What is needed » Word for word, transcribe all the entries shown below.

· · · · · · ·

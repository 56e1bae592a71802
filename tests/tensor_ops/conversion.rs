//! Conversion tests: host buffers, dtype casts, device transfers, interop

use crate::common::{arange, assert_allclose_f64, cpu, cuda, values_f64};
use tensorkit::interop::ExternalCapsule;
use tensorkit::prelude::*;

// ============================================================================
// Host buffers and arrays
// ============================================================================

#[test]
fn test_host_buffer_round_trip() {
    let t = Tensor::from_host_buffer(&[0, 1, 2, 3, 4, 5], &[2, 3], DType::F32, &cpu()).unwrap();
    assert_eq!(t.dtype(), DType::F32);
    let a = t.to_host_array::<f32>().unwrap();
    assert_eq!(
        a,
        ndarray::arr2(&[[0.0f32, 1.0, 2.0], [3.0, 4.0, 5.0]]).into_dyn()
    );
}

#[test]
fn test_host_buffer_length_must_match_shape() {
    let err = Tensor::from_host_buffer(&[1.0f64, 2.0, 3.0], &[2, 2], DType::F64, &cpu())
        .unwrap_err();
    assert_eq!(err.kind(), ErrorKind::Shape);
}

#[test]
fn test_host_array_after_write_through_view() {
    let t = arange(&[3, 2], DType::I64, &cpu());
    t.get(&[TensorKey::Index(1)]).unwrap().mul_(-1).unwrap();
    let a = t.to_host_array::<i64>().unwrap();
    assert_eq!(a, ndarray::arr2(&[[0i64, 1], [-2, -3], [4, 5]]).into_dyn());
}

#[test]
fn test_from_host_array_then_index() {
    let a = ndarray::Array::from_shape_fn((2, 3, 4), |(i, j, k)| (i * 100 + j * 10 + k) as f64)
        .into_dyn();
    let t = Tensor::from_host_array(a).unwrap();
    assert_eq!(t.shape(), &[2, 3, 4]);
    let v = t
        .get(&[TensorKey::Index(1), TensorKey::Index(-1), TensorKey::Index(2)])
        .unwrap();
    assert_eq!(v.item::<f64>().unwrap(), 122.0);
}

// ============================================================================
// Dtype casts
// ============================================================================

#[test]
fn test_cast_every_dtype_pair() {
    let t = Tensor::from_host_buffer(&[0i64, 1, 2, 3], &[4], DType::I64, &cpu()).unwrap();
    for &from in DType::ALL.iter() {
        let src = t.to(from, false).unwrap();
        for &to in DType::ALL.iter() {
            let out = src.to(to, false).unwrap();
            assert_eq!(out.dtype(), to);
            let expected: Vec<f64> = if from == DType::Bool || to == DType::Bool {
                vec![0.0, 1.0, 1.0, 1.0]
            } else {
                vec![0.0, 1.0, 2.0, 3.0]
            };
            assert_eq!(values_f64(&out), expected, "{from} -> {to}");
        }
    }
}

#[test]
fn test_float_to_int_truncates() {
    let t = Tensor::from_slice(&[2.7f32, -2.7, 0.4], &[3], &cpu()).unwrap();
    assert_eq!(
        t.to(DType::I64, false).unwrap().to_vec::<i64>().unwrap(),
        vec![2, -2, 0]
    );
}

// ============================================================================
// Device transfers
// ============================================================================

#[test]
fn test_cuda_round_trip_preserves_values() {
    let t = arange(&[2, 3], DType::F64, &cpu());
    let gpu = t.cuda(0).unwrap();
    assert_eq!(gpu.device(), &cuda());
    assert!(!gpu.shares_storage_with(&t));
    assert_eq!(gpu.shape(), t.shape());

    let back = gpu.cpu().unwrap();
    assert!(back.all_equal(&t).unwrap());
}

#[test]
fn test_cuda_tensor_is_not_host_accessible() {
    let gpu = arange(&[4], DType::F32, &cuda());
    assert_eq!(
        gpu.to_host_array::<f32>().unwrap_err().kind(),
        ErrorKind::Device
    );
    assert_eq!(gpu.to_vec::<f32>().unwrap_err().kind(), ErrorKind::Device);
}

#[test]
fn test_transfer_of_gathered_view() {
    let t = arange(&[4, 2], DType::I32, &cpu());
    let rows = t
        .get(&[TensorKey::IndexList(vec![3, 0])])
        .unwrap()
        .cuda(0)
        .unwrap();
    assert_eq!(values_f64(&rows), vec![6.0, 7.0, 0.0, 1.0]);
}

#[test]
fn test_missing_cuda_device() {
    let err = Tensor::zeros(&[2], DType::F32, &Device::cuda(1_000)).unwrap_err();
    assert!(matches!(err, Error::DeviceUnavailable { .. }));
}

// ============================================================================
// Capsules
// ============================================================================

#[test]
fn test_capsule_shares_storage() {
    let t = arange(&[3, 4], DType::F32, &cpu());
    let view = t
        .get(&[TensorKey::slice(Some(1), None, None), TensorKey::slice(None, None, Some(2))])
        .unwrap();

    let capsule = view.to_external_capsule();
    assert_eq!(capsule.shape, vec![2, 2]);
    assert_eq!(capsule.strides, vec![4, 2]);
    assert_eq!(capsule.byte_offset, 16);

    let imported = Tensor::from_external_capsule(&capsule).unwrap();
    assert!(imported.all_equal(&view).unwrap());

    imported.mul_(0).unwrap();
    assert_eq!(values_f64(&t)[4..8], [0.0, 5.0, 0.0, 7.0]);
}

#[test]
fn test_capsule_keeps_memory_alive() {
    let capsule = {
        let t = arange(&[3], DType::I64, &cuda());
        t.to_external_capsule()
    };
    let imported = Tensor::from_external_capsule(&capsule).unwrap();
    drop(capsule);
    assert_eq!(values_f64(&imported), vec![0.0, 1.0, 2.0]);
}

#[test]
fn test_capsule_without_owner_is_rejected() {
    let t = arange(&[2], DType::U8, &cpu());
    let capsule = ExternalCapsule {
        owner: None,
        ..t.to_external_capsule()
    };
    assert_eq!(
        Tensor::from_external_capsule(&capsule).unwrap_err().kind(),
        ErrorKind::Value
    );
}

// ============================================================================
// Comparisons
// ============================================================================

#[test]
fn test_allclose_after_arithmetic() {
    let a = Tensor::from_slice(&[0.1f64, 0.2, 0.3], &[3], &cpu()).unwrap();
    let sum = a.mul(3.0).unwrap().div(3.0).unwrap();
    assert!(sum.allclose(&a, 1e-12, 1e-12).unwrap());
    assert_allclose_f64(
        &sum.to_vec::<f64>().unwrap(),
        &[0.1, 0.2, 0.3],
        1e-12,
        1e-12,
        "mul then div",
    );

    let gpu = a.cuda(0).unwrap();
    assert_eq!(a.allclose(&gpu, 1e-5, 1e-8).unwrap_err().kind(), ErrorKind::Device);
}
//! Logical operation kernels

use super::StridedCursor;
use crate::dtype::Element;
use crate::ops::LogicalOp;

/// Combine two strided operands as truth values into a contiguous bool buffer
///
/// # Safety
/// - All pointers must be valid for the specified shapes, strides and offsets
/// - `out` must hold `out_shape.product()` elements
#[inline]
#[allow(clippy::too_many_arguments)]
pub unsafe fn logical_op_strided_kernel<T: Element>(
    op: LogicalOp,
    a: *const T,
    b: *const T,
    out: *mut bool,
    out_shape: &[usize],
    a_strides: &[isize],
    b_strides: &[isize],
    a_offset: isize,
    b_offset: isize,
) {
    let total = out_shape.iter().product::<usize>();
    if total == 0 {
        return;
    }

    let mut cursor = StridedCursor::new(out_shape, [a_strides, b_strides], [a_offset, b_offset]);
    for i in 0..total {
        let [ao, bo] = cursor.offsets();
        *out.add(i) = op.apply(*a.offset(ao), *b.offset(bo));
        cursor.step();
    }
}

· · · · · · ·

Written solution »
repository 56e1bae592a71802
filename tests/tensor_ops/conversion.rs
//! Conversion tests: host buffers, dtype casts, device transfers, interop

use crate::common::{arange, assert_allclose_f64, cpu, cuda, values_f64};
use tensorkit::interop::ExternalCapsule;
use tensorkit::prelude::*;

// ============================================================================
// Host buffers and arrays
// ============================================================================

#[test]
fn test_host_buffer_round_trip() {
    let t = Tensor::from_host_buffer(&[0, 1, 2, 3, 4, 5], &[2, 3], DType::F32, &cpu()).unwrap();
    assert_eq!(t.dtype(), DType::F32);
    let a = t.to_host_array::<f32>().unwrap();
    assert_eq!(
        a,
        ndarray::arr2(&[[0.0f32, 1.0, 2.0], [3.0, 4.0, 5.0]]).into_dyn()
    );
}

#[test]
fn test_host_buffer_length_must_match_shape() {
    let err = Tensor::from_host_buffer(&[1.0f64, 2.0, 3.0], &[2, 2], DType::F64, &cpu())
        .unwrap_err();
    assert_eq!(err.kind(), ErrorKind::Shape);
}

#[test]
fn test_host_array_after_write_through_view() {
    let t = arange(&[3, 2], DType::I64, &cpu());
    t.get(&[TensorKey::Index(1)]).unwrap().mul_(-1).unwrap();
    let a = t.to_host_array::<i64>().unwrap();
    assert_eq!(a, ndarray::arr2(&[[0i64, 1], [-2, -3], [4, 5]]).into_dyn());
}

#[test]
fn test_from_host_array_then_index() {
    let a = ndarray::Array::from_shape_fn((2, 3, 4), |(i, j, k)| (i * 100 + j * 10 + k) as f64)
        .into_dyn();
    let t = Tensor::from_host_array(a).unwrap();
    assert_eq!(t.shape(), &[2, 3, 4]);
    let v = t
        .get(&[TensorKey::Index(1), TensorKey::Index(-1), TensorKey::Index(2)])
        .unwrap();
    assert_eq!(v.item::<f64>().unwrap(), 122.0);
}

// ============================================================================
// Dtype casts
// ============================================================================

#[test]
fn test_cast_every_dtype_pair() {
    let t = Tensor::from_host_buffer(&[0i64, 1, 2, 3], &[4], DType::I64, &cpu()).unwrap();
    for &from in DType::ALL.iter() {
        let src = t.to(from, false).unwrap();
        for &to in DType::ALL.iter() {
            let out = src.to(to, false).unwrap();
            assert_eq!(out.dtype(), to);
            let expected: Vec<f64> = if from == DType::Bool || to == DType::Bool {
                vec![0.0, 1.0, 1.0, 1.0]
            } else {
                vec![0.0, 1.0, 2.0, 3.0]
            };
            assert_eq!(values_f64(&out), expected, "{from} -> {to}");
        }
    }
}

#[test]
fn test_float_to_int_truncates() {
    let t = Tensor::from_slice(&[2.7f32, -2.7, 0.4], &[3], &cpu()).unwrap();
    assert_eq!(
        t.to(DType::I64, false).unwrap().to_vec::<i64>().unwrap(),
        vec![2, -2, 0]
    );
}

// ============================================================================
// Device transfers
// ============================================================================

#[test]
fn test_cuda_round_trip_preserves_values() {
    let t = arange(&[2, 3], DType::F64, &cpu());
    let gpu = t.cuda(0).unwrap();
    assert_eq!(gpu.device(), &cuda());
    assert!(!gpu.shares_storage_with(&t));
    assert_eq!(gpu.shape(), t.shape());

    let back = gpu.cpu().unwrap();
    assert!(back.all_equal(&t).unwrap());
}

#[test]
fn test_cuda_tensor_is_not_host_accessible() {
    let gpu = arange(&[4], DType::F32, &cuda());
    assert_eq!(
        gpu.to_host_array::<f32>().unwrap_err().kind(),
        ErrorKind::Device
    );
    assert_eq!(gpu.to_vec::<f32>().unwrap_err().kind(), ErrorKind::Device);
}

#[test]
fn test_transfer_of_gathered_view() {
    let t = arange(&[4, 2], DType::I32, &cpu());
    let rows = t
        .get(&[TensorKey::IndexList(vec![3, 0])])
        .unwrap()
        .cuda(0)
        .unwrap();
    assert_eq!(values_f64(&rows), vec![6.0, 7.0, 0.0, 1.0]);
}

#[test]
fn test_missing_cuda_device() {
    let err = Tensor::zeros(&[2], DType::F32, &Device::cuda(1_000)).unwrap_err();
    assert!(matches!(err, Error::DeviceUnavailable { .. }));
}

// ============================================================================
// Capsules
// ============================================================================

#[test]
fn test_capsule_shares_storage() {
    let t = arange(&[3, 4], DType::F32, &cpu());
    let view = t
        .get(&[TensorKey::slice(Some(1), None, None), TensorKey::slice(None, None, Some(2))])
        .unwrap();

    let capsule = view.to_external_capsule();
    assert_eq!(capsule.shape, vec![2, 2]);
    assert_eq!(capsule.strides, vec![4, 2]);
    assert_eq!(capsule.byte_offset, 16);

    let imported = Tensor::from_external_capsule(&capsule).unwrap();
    assert!(imported.all_equal(&view).unwrap());

    imported.mul_(0).unwrap();
    assert_eq!(values_f64(&t)[4..8], [0.0, 5.0, 0.0, 7.0]);
}

#[test]
fn test_capsule_keeps_memory_alive() {
    let capsule = {
        let t = arange(&[3], DType::I64, &cuda());
        t.to_external_capsule()
    };
    let imported = Tensor::from_external_capsule(&capsule).unwrap();
    drop(capsule);
    assert_eq!(values_f64(&imported), vec![0.0, 1.0, 2.0]);
}

#[test]
fn test_capsule_without_owner_is_rejected() {
    let t = arange(&[2], DType::U8, &cpu());
    let capsule = ExternalCapsule {
        owner: None,
        ..t.to_external_capsule()
    };
    assert_eq!(
        Tensor::from_external_capsule(&capsule).unwrap_err().kind(),
        ErrorKind::Value
    );
}

// ============================================================================
// Comparisons
// ============================================================================

#[test]
fn test_allclose_after_arithmetic() {
    let a = Tensor::from_slice(&[0.1f64, 0.2, 0.3], &[3], &cpu()).unwrap();
    let sum = a.mul(3.0).unwrap().div(3.0).unwrap();
    assert!(sum.allclose(&a, 1e-12, 1e-12).unwrap());
    assert_allclose_f64(
        &sum.to_vec::<f64>().unwrap(),
        &[0.1, 0.2, 0.3],
        1e-12,
        1e-12,
        "mul then div",
    );

    let gpu = a.cuda(0).unwrap();
    assert_eq!(a.allclose(&gpu, 1e-5, 1e-8).unwrap_err().kind(), ErrorKind::Device);
}
//! Logical operation kernels

use super::StridedCursor;
use crate::dtype::Element;
use crate::ops::LogicalOp;

/// Combine two strided operands as truth values into a contiguous bool buffer
///
/// # Safety
/// - All pointers must be valid for the specified shapes, strides and offsets
/// - `out` must hold `out_shape.product()` elements
#[inline]
#[allow(clippy::too_many_arguments)]
pub unsafe fn logical_op_strided_kernel<T: Element>(
    op: LogicalOp,
    a: *const T,
    b: *const T,
    out: *mut bool,
    out_shape: &[usize],
    a_strides: &[isize],
    b_strides: &[isize],
    a_offset: isize,
    b_offset: isize,
) {
    let total = out_shape.iter().product::<usize>();
    if total == 0 {
        return;
    }

    let mut cursor = StridedCursor::new(out_shape, [a_strides, b_strides], [a_offset, b_offset]);
    for i in 0..total {
        let [ao, bo] = cursor.offsets();
        *out.add(i) = op.apply(*a.offset(ao), *b.offset(bo));
        cursor.step();
    }
}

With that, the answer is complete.